Open derekbruening opened 7 years ago
Xref #1738: optimize cache simulator
For drcachesim, the tracer's trace_entry_t has padding for 64-bit. We can eliminate the padding if having 4-byte-aligned 8-byte accesses is not a bigger perf loss than the gain from shrinking the memory and pipe footprint. This is almost certainly true for x86, but we should measure for ARM and AArch64.

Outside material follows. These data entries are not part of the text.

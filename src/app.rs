//! Composition root: one store per entity, wired to a gateway factory and to
//! each other for display-name resolution.

use color_eyre::{eyre::eyre, Result};
use reqwest::header::{HeaderMap, HeaderValue, AUTHORIZATION};
use reqwest::Client;
use std::sync::Arc;
use std::time::Duration;
use tracing::info;
use url::Url;

use crate::config::Config;
use crate::entities::{
  Account, Category, Client as ClientRecord, Concept, Expense, Income, PaymentMethod, Person,
  Provider, ScheduledExpense, ScheduledIncome, Transfer,
};
use crate::gateway::{Gateway, InMemoryGateway, RestGateway};
use crate::notify::Notifier;
use crate::query::QueryDescriptor;
use crate::record::Record;
use crate::resolver::{Resolvers, Role};
use crate::store::{EntityStore, LoadOutcome};

/// Produces the gateway each store talks to.
pub trait GatewayFactory {
  fn gateway<R: Record>(&self) -> Arc<dyn Gateway<R>>;
}

/// Gateways against the configured REST backend, sharing one HTTP client.
#[derive(Debug, Clone)]
pub struct RestFactory {
  client: Client,
  base: Url,
}

impl RestFactory {
  pub fn new(client: Client, base: Url) -> Self {
    Self { client, base }
  }

  /// Build the HTTP client from config; FINTRACK_API_TOKEN, when set, is sent
  /// as a bearer token on every request.
  pub fn from_config(config: &Config) -> Result<Self> {
    let base = Url::parse(&config.api.url)
      .map_err(|e| eyre!("Invalid API url {:?}: {}", config.api.url, e))?;

    let mut headers = HeaderMap::new();
    if let Some(token) = Config::api_token() {
      let mut value = HeaderValue::from_str(&format!("Bearer {}", token))
        .map_err(|e| eyre!("Invalid API token: {}", e))?;
      value.set_sensitive(true);
      headers.insert(AUTHORIZATION, value);
    }

    let client = Client::builder()
      .timeout(Duration::from_secs(config.api.timeout_secs))
      .default_headers(headers)
      .build()
      .map_err(|e| eyre!("Failed to build HTTP client: {}", e))?;

    Ok(Self::new(client, base))
  }
}

impl GatewayFactory for RestFactory {
  fn gateway<R: Record>(&self) -> Arc<dyn Gateway<R>> {
    Arc::new(RestGateway::<R>::new(self.client.clone(), self.base.clone()))
  }
}

/// Fresh, empty in-process gateways.
#[derive(Debug, Default, Clone, Copy)]
pub struct MemoryFactory;

impl GatewayFactory for MemoryFactory {
  fn gateway<R: Record>(&self) -> Arc<dyn Gateway<R>> {
    Arc::new(InMemoryGateway::<R>::new())
  }
}

fn assemble<R: Record>(
  gateway: Arc<dyn Gateway<R>>,
  notifier: &Arc<dyn Notifier>,
  resolvers: Resolvers,
  query: &QueryDescriptor,
) -> Arc<EntityStore<R>> {
  Arc::new(
    EntityStore::new(gateway)
      .with_notifier(notifier.clone())
      .with_resolvers(resolvers)
      .with_query(query.clone()),
  )
}

pub struct Stores {
  pub accounts: Arc<EntityStore<Account>>,
  pub categories: Arc<EntityStore<Category>>,
  pub concepts: Arc<EntityStore<Concept>>,
  pub clients: Arc<EntityStore<ClientRecord>>,
  pub persons: Arc<EntityStore<Person>>,
  pub providers: Arc<EntityStore<Provider>>,
  pub payment_methods: Arc<EntityStore<PaymentMethod>>,
  pub expenses: Arc<EntityStore<Expense>>,
  pub incomes: Arc<EntityStore<Income>>,
  pub transfers: Arc<EntityStore<Transfer>>,
  pub scheduled_expenses: Arc<EntityStore<ScheduledExpense>>,
  pub scheduled_incomes: Arc<EntityStore<ScheduledIncome>>,
}

impl Stores {
  /// Catalog and account stores are built first so the movement stores can
  /// resolve names from whatever they currently hold.
  pub fn build<F: GatewayFactory>(
    factory: &F,
    notifier: Arc<dyn Notifier>,
    page_size: usize,
  ) -> Self {
    let query = QueryDescriptor::new(0, page_size);

    let accounts = assemble(factory.gateway::<Account>(), &notifier, Resolvers::new(), &query);
    let categories = assemble(factory.gateway::<Category>(), &notifier, Resolvers::new(), &query);
    let concepts = assemble(factory.gateway::<Concept>(), &notifier, Resolvers::new(), &query);
    let clients = assemble(factory.gateway::<ClientRecord>(), &notifier, Resolvers::new(), &query);
    let persons = assemble(factory.gateway::<Person>(), &notifier, Resolvers::new(), &query);
    let providers = assemble(factory.gateway::<Provider>(), &notifier, Resolvers::new(), &query);
    let payment_methods = assemble(
      factory.gateway::<PaymentMethod>(),
      &notifier,
      Resolvers::new(),
      &query,
    );

    let spending = Resolvers::new()
      .with(Role::Category, categories.clone())
      .with(Role::Concept, concepts.clone())
      .with(Role::Provider, providers.clone())
      .with(Role::PaymentMethod, payment_methods.clone())
      .with(Role::Account, accounts.clone());
    let earning = Resolvers::new()
      .with(Role::Category, categories.clone())
      .with(Role::Concept, concepts.clone())
      .with(Role::Client, clients.clone())
      .with(Role::Account, accounts.clone());
    let moving = Resolvers::new().with(Role::Account, accounts.clone());

    Self {
      expenses: assemble(factory.gateway::<Expense>(), &notifier, spending.clone(), &query),
      incomes: assemble(factory.gateway::<Income>(), &notifier, earning.clone(), &query),
      transfers: assemble(factory.gateway::<Transfer>(), &notifier, moving, &query),
      scheduled_expenses: assemble(
        factory.gateway::<ScheduledExpense>(),
        &notifier,
        spending,
        &query,
      ),
      scheduled_incomes: assemble(
        factory.gateway::<ScheduledIncome>(),
        &notifier,
        earning,
        &query,
      ),
      accounts,
      categories,
      concepts,
      clients,
      persons,
      providers,
      payment_methods,
    }
  }

  /// Load the first page of every store concurrently. Returns how many loads
  /// failed; their messages are in each store's error slot.
  pub async fn load_all(&self) -> usize {
    let outcomes = futures::join!(
      self.accounts.reload(),
      self.categories.reload(),
      self.concepts.reload(),
      self.clients.reload(),
      self.persons.reload(),
      self.providers.reload(),
      self.payment_methods.reload(),
      self.expenses.reload(),
      self.incomes.reload(),
      self.transfers.reload(),
      self.scheduled_expenses.reload(),
      self.scheduled_incomes.reload(),
    );
    let outcomes = [
      outcomes.0, outcomes.1, outcomes.2, outcomes.3, outcomes.4, outcomes.5, outcomes.6,
      outcomes.7, outcomes.8, outcomes.9, outcomes.10, outcomes.11,
    ];
    let failed = outcomes
      .iter()
      .filter(|outcome| **outcome == LoadOutcome::Failed)
      .count();
    info!(failed, "initial load finished");
    failed
  }
}

#[cfg(test)]
mod tests {
  use super::*;
  use crate::config::{ApiConfig, LoggingConfig, StoreConfig};
  use crate::entities::{AccountInput, CategoryInput, ExpenseInput, TransferInput};
  use crate::notify::NullNotifier;
  use chrono::NaiveDate;
  use rust_decimal::Decimal;

  fn stores() -> Stores {
    Stores::build(&MemoryFactory, Arc::new(NullNotifier), 20)
  }

  #[tokio::test]
  async fn test_movement_drafts_resolve_catalog_names() {
    let stores = stores();
    let category = stores
      .categories
      .create(CategoryInput {
        name: "Groceries".to_string(),
        description: None,
      })
      .await
      .unwrap();
    let account = stores
      .accounts
      .create(AccountInput {
        name: "Checking".to_string(),
        balance: Decimal::from(1000),
        account_type: None,
        currency: Some("EUR".to_string()),
      })
      .await
      .unwrap();

    let id = stores
      .expenses
      .create(ExpenseInput {
        amount: Decimal::new(4250, 2),
        date: NaiveDate::from_ymd_opt(2024, 2, 10).unwrap(),
        description: Some("Weekly shop".to_string()),
        category_id: category,
        concept_id: None,
        provider_id: None,
        payment_method_id: None,
        account_id: account.clone(),
        display: Default::default(),
      })
      .await
      .unwrap();

    let expense = stores.expenses.require(&id).unwrap();
    assert_eq!(expense.category_name, "Groceries");
    assert_eq!(expense.account_name, "Checking");

    let transfer = stores
      .transfers
      .create(TransferInput {
        amount: Decimal::from(50),
        date: NaiveDate::from_ymd_opt(2024, 2, 11).unwrap(),
        description: None,
        from_account_id: account,
        to_account_id: "elsewhere".to_string(),
        from_account_name: None,
        to_account_name: None,
      })
      .await
      .unwrap();
    let transfer = stores.transfers.require(&transfer).unwrap();
    assert_eq!(transfer.from_account_name, "Checking");
    assert_eq!(transfer.to_account_name, "");
  }

  #[tokio::test]
  async fn test_load_all_with_empty_backends() {
    let stores = stores();
    assert_eq!(stores.load_all().await, 0);
    assert_eq!(stores.expenses.query().page_size, 20);
    assert!(stores.persons.last_synced().is_some());
  }

  #[test]
  fn test_rest_factory_rejects_bad_url() {
    let config = Config {
      api: ApiConfig {
        url: "not a url".to_string(),
        timeout_secs: 5,
      },
      store: StoreConfig::default(),
      logging: LoggingConfig::default(),
    };
    assert!(RestFactory::from_config(&config).is_err());
  }
}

See full numbers in #1729 at https://github.com/DynamoRIO/dynamorio/issues/1729#issuecomment-290462969 and https://github.com/DynamoRIO/dynamorio/issues/1729#issuecomment-290464388
Xref #2299
One idea to reduce memtrace overhead is to use asynchronous write so that the profile collection and trace dump could be performed in parallel. The basic implementation is to create a sideline threading pool and a producer-consumer queue. The application threads produce the traces and put them into the queue, while the sideline threads consume them and write them into disks.
There are several factors may affect the performance, for example:
I created a mico-benchmark for experiment, which basically create a few thread and perform the same task in each thread.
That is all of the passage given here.